▶ _Task details_
State the number of lines in these records that include the string "AddF", and say nothing more.

▶ _Saved entries_
□ □ □ □ □
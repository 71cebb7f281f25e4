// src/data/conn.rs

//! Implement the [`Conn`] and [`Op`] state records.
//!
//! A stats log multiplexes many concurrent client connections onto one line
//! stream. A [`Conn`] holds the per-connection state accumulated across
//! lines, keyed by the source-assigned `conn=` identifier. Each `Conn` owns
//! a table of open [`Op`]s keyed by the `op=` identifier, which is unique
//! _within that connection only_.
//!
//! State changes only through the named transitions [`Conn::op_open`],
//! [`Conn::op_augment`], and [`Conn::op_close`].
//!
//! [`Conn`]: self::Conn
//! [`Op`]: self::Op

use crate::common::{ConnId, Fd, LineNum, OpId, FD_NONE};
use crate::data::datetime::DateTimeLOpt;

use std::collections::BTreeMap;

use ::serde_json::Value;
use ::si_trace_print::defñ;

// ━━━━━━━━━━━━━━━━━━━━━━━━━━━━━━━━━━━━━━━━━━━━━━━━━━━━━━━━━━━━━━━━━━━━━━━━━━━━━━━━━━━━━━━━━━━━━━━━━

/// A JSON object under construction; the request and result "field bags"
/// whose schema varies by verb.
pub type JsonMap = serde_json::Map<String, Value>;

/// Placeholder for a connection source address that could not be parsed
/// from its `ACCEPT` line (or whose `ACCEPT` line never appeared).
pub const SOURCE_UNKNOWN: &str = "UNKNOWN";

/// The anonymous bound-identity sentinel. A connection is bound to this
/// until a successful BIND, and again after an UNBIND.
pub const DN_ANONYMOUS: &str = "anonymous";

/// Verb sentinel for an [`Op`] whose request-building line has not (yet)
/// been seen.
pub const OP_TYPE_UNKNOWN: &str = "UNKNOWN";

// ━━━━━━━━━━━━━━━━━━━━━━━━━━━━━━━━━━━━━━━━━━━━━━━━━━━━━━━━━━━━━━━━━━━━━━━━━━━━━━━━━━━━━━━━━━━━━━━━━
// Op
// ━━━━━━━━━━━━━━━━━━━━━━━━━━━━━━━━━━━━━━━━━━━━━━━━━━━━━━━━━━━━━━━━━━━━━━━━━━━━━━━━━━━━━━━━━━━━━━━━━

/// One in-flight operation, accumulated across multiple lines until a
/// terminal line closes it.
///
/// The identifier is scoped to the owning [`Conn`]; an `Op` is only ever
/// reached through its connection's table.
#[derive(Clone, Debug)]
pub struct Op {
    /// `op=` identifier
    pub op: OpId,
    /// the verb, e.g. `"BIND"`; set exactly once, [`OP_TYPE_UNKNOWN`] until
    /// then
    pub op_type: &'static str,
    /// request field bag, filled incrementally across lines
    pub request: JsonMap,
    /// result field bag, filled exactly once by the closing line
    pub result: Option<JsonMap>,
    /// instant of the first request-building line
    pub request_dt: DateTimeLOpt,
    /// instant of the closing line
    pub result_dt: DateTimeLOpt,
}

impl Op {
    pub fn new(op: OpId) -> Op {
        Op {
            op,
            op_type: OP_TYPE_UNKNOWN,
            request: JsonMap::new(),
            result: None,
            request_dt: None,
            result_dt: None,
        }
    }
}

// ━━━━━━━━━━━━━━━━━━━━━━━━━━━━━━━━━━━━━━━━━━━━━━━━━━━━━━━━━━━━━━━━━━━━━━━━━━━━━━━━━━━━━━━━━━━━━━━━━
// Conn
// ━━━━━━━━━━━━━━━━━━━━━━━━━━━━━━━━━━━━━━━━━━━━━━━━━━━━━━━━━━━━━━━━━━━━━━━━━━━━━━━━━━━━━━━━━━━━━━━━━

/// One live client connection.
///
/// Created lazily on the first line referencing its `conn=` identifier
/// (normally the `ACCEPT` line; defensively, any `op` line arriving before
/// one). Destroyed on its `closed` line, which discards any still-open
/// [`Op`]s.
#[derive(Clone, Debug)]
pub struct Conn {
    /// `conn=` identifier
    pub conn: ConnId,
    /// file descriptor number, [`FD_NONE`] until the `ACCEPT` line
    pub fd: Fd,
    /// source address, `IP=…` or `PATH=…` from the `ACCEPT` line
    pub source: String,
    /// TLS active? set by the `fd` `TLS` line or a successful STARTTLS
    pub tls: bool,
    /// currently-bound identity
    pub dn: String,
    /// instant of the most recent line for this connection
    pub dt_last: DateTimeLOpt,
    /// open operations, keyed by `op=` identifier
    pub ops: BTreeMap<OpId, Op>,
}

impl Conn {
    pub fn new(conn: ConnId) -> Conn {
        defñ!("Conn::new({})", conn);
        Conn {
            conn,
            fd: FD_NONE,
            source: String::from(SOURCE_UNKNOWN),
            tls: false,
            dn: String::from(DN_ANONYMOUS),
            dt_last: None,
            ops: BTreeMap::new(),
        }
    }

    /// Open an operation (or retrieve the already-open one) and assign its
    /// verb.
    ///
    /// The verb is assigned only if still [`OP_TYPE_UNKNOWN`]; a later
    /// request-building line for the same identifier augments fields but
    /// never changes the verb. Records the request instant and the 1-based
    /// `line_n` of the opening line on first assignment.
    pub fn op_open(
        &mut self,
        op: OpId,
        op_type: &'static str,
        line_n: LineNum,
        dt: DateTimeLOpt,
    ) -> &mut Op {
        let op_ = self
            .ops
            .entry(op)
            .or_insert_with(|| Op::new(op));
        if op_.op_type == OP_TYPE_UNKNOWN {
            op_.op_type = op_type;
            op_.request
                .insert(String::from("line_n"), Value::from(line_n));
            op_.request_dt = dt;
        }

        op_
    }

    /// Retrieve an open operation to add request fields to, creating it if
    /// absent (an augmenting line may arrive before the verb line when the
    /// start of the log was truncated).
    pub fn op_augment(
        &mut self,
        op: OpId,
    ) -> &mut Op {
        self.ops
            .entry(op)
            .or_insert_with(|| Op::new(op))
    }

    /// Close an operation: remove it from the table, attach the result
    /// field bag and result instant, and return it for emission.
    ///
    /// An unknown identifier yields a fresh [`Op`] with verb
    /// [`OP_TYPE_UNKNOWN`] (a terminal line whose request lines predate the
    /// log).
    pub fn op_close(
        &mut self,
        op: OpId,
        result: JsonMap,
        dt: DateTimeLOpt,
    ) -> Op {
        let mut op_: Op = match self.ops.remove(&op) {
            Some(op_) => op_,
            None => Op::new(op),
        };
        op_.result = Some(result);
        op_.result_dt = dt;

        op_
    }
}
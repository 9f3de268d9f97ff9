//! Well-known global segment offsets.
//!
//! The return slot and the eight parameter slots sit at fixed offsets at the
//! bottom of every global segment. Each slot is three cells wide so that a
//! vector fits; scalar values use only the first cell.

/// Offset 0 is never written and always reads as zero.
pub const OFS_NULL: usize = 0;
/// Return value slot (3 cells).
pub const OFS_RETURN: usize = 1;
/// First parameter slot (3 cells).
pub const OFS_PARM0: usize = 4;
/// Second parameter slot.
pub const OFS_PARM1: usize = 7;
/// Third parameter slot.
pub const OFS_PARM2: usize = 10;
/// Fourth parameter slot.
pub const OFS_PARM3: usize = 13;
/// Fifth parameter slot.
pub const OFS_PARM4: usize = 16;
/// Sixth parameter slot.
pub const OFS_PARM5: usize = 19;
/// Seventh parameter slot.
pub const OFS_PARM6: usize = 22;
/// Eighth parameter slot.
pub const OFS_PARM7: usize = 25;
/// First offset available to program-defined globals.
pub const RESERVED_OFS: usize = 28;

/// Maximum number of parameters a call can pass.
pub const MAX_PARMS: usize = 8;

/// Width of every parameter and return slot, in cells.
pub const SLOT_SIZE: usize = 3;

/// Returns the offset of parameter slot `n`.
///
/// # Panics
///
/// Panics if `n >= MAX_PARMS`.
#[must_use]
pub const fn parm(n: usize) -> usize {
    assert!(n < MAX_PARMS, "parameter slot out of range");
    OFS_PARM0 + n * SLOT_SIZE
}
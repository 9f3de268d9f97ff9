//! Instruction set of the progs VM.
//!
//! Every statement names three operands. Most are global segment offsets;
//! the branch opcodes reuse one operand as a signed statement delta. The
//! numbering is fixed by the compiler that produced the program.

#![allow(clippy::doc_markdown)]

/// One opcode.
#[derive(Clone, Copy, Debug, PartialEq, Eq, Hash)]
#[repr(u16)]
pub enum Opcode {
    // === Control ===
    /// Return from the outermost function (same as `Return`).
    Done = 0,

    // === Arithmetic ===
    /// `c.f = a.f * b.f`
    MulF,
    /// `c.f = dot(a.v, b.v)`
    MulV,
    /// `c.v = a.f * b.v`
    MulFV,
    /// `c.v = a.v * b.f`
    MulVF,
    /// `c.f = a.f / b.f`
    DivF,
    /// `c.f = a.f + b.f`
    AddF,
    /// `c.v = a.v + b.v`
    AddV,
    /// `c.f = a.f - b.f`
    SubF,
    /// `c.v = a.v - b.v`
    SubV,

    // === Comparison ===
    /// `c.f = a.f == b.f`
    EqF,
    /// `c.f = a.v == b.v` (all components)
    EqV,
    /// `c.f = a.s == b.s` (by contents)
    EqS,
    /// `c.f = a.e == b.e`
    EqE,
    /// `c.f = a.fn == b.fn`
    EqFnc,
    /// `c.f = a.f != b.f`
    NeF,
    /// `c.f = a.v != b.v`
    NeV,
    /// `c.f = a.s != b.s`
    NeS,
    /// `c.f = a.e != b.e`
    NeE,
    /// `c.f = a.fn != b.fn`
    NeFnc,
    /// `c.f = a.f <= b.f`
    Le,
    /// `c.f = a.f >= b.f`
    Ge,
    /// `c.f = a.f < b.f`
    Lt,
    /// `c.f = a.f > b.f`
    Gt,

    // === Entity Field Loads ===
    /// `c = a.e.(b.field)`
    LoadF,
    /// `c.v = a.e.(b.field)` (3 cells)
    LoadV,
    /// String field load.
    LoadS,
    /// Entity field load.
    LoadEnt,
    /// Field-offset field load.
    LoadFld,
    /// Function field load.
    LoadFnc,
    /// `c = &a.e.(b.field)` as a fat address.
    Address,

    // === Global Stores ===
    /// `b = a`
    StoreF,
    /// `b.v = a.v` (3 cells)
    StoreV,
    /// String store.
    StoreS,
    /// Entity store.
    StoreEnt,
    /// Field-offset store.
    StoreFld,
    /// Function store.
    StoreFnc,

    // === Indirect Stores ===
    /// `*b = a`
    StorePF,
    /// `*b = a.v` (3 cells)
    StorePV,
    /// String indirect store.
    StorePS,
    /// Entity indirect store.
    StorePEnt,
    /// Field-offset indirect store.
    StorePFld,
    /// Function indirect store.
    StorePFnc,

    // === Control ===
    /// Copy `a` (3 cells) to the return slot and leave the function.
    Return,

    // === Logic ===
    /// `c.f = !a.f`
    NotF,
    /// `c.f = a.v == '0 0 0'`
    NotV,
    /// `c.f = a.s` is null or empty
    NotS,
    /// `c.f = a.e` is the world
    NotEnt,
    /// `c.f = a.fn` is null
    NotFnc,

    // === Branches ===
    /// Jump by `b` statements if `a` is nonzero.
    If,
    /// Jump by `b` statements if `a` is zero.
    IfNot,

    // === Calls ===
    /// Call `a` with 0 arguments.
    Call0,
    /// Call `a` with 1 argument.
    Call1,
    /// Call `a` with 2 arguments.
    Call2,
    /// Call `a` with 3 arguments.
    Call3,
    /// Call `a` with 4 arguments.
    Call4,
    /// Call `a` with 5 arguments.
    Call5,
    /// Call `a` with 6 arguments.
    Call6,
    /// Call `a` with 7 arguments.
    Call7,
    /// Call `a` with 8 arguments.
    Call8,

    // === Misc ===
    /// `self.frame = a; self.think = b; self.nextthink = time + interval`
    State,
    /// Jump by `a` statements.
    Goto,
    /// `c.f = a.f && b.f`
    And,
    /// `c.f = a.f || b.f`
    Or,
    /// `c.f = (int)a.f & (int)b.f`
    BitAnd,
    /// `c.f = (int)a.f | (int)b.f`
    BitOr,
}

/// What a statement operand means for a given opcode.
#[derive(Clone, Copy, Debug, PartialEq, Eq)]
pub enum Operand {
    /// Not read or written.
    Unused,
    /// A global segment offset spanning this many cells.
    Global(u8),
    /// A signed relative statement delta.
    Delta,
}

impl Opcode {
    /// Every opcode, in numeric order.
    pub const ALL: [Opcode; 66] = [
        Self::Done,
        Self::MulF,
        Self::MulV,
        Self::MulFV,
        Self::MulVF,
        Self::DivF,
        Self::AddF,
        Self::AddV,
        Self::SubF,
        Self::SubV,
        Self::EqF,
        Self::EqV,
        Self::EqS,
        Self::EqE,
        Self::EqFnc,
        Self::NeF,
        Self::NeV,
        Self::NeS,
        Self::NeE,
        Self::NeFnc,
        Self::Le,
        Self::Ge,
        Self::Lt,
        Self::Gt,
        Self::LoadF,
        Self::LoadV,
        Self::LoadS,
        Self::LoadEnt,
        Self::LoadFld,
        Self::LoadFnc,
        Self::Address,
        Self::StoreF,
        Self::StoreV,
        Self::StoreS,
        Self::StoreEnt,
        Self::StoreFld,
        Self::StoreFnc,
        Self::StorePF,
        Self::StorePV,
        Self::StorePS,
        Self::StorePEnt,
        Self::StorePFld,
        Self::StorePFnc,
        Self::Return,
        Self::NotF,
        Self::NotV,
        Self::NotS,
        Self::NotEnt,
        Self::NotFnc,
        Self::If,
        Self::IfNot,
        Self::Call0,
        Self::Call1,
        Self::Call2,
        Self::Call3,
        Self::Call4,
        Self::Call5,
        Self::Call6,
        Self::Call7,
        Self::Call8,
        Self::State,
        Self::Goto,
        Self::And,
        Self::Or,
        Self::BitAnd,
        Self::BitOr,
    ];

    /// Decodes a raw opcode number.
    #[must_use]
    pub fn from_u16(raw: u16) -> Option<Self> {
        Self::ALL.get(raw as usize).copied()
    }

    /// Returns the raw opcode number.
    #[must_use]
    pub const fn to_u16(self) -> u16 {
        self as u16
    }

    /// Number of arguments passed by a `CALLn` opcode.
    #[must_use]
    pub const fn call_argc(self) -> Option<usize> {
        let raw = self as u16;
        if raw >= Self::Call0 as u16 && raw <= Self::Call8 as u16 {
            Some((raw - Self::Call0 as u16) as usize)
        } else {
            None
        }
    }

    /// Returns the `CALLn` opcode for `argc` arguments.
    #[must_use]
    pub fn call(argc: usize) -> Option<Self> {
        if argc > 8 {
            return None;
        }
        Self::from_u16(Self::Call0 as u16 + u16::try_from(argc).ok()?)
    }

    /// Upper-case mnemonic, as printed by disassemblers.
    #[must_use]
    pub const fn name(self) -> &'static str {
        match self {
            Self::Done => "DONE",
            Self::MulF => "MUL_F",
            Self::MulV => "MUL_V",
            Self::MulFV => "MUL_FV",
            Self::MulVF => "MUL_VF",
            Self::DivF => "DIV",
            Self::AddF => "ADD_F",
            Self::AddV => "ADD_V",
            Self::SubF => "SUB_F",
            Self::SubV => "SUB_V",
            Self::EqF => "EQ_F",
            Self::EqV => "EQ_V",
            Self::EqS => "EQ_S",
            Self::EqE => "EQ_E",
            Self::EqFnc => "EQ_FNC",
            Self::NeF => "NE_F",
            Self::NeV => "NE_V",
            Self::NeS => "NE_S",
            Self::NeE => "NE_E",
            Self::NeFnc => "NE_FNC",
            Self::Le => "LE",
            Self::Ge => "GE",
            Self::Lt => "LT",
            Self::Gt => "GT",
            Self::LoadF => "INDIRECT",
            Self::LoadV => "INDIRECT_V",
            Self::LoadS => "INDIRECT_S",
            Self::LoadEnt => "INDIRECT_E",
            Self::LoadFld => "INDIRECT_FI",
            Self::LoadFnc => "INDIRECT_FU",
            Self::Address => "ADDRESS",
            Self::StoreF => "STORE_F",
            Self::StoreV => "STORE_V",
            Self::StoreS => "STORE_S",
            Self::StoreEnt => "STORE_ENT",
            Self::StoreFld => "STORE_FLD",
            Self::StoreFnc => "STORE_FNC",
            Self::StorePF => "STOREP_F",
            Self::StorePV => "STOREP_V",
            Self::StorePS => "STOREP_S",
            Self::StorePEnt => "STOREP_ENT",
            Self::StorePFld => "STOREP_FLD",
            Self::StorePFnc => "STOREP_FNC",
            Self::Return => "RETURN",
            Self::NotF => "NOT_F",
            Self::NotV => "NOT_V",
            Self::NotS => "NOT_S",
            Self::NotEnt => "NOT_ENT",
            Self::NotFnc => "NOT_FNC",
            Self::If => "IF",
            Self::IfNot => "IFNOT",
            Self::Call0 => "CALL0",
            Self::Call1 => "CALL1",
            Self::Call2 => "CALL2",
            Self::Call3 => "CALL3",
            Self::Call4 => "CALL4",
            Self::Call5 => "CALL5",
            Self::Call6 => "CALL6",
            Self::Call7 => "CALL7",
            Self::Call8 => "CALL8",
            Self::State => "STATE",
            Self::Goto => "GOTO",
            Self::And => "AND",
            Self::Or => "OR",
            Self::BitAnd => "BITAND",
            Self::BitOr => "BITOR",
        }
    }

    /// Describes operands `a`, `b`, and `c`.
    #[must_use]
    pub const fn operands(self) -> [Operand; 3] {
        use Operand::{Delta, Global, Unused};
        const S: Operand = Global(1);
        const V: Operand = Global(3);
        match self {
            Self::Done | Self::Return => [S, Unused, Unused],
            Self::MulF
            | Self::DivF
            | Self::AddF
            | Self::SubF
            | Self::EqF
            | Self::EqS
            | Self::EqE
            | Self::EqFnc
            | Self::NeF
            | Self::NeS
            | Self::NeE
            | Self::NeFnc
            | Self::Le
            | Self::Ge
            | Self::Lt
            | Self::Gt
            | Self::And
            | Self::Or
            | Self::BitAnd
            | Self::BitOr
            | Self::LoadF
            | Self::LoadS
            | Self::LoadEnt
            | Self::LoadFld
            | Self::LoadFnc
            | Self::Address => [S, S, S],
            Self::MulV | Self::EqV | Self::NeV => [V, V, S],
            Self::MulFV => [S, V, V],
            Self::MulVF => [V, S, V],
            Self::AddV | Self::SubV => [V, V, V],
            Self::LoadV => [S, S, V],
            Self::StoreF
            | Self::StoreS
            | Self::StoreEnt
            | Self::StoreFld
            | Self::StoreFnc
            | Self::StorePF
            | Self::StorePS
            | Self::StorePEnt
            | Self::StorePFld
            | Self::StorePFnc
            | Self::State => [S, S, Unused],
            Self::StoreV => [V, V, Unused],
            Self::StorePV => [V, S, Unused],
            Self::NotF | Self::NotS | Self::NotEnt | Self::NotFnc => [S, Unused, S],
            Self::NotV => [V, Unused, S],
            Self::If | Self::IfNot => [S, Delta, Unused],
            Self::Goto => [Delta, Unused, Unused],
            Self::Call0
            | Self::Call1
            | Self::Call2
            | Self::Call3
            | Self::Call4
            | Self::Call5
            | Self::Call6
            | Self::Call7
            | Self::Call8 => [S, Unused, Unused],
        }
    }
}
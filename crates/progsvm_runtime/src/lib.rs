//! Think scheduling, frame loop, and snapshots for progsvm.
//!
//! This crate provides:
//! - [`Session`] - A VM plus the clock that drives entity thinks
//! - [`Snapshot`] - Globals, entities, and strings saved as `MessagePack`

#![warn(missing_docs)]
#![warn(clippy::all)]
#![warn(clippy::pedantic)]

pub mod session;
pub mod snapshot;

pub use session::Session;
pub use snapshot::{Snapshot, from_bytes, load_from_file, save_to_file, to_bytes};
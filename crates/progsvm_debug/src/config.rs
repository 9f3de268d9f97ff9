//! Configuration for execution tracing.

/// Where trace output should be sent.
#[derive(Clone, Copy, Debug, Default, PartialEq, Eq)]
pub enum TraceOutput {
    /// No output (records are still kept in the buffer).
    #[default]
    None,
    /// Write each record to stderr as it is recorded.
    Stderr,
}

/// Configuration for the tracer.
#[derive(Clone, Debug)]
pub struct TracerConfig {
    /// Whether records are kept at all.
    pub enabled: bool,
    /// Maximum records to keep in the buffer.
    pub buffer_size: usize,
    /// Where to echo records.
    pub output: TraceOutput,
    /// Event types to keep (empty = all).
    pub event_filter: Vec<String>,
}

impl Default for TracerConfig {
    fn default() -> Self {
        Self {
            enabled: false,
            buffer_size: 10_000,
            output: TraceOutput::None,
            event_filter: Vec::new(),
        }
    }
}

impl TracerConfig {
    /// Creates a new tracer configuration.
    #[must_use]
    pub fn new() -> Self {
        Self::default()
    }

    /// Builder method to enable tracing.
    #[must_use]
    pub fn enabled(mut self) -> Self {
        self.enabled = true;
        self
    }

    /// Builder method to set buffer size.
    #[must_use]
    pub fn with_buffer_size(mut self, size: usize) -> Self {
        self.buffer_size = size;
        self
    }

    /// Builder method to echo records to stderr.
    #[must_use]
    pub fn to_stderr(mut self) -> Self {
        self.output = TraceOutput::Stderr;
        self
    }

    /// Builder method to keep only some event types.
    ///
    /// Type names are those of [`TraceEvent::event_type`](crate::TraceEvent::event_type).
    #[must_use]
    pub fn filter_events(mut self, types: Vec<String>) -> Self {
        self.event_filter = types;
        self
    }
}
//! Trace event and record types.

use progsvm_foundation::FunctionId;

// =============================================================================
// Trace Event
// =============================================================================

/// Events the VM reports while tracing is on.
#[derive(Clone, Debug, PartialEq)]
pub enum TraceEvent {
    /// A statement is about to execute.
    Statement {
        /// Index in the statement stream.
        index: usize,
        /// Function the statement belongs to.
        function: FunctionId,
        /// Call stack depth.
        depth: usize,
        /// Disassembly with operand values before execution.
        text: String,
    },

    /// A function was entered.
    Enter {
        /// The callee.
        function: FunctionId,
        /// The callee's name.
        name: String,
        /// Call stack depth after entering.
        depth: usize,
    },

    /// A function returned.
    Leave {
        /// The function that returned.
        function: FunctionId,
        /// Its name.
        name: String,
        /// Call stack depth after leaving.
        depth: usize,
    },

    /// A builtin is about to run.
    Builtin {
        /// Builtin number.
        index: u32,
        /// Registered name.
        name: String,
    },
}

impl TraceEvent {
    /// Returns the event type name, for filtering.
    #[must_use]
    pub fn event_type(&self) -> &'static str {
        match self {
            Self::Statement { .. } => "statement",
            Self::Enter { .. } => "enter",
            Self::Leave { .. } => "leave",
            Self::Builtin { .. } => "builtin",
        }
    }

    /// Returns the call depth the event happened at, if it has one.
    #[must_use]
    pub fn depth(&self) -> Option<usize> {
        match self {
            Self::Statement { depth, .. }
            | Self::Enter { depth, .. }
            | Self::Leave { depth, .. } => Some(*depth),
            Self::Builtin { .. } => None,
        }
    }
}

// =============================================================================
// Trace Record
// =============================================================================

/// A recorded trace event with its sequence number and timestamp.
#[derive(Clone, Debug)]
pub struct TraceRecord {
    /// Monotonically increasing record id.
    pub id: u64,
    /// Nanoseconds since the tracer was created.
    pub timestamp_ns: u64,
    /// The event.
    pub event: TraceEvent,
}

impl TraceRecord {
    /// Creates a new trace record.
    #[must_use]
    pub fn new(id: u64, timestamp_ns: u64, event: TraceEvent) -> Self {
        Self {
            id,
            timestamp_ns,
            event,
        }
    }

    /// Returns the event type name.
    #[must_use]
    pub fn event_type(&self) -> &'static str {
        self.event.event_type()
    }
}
□ □ □ □ □
▶ _Response to this exercise_
4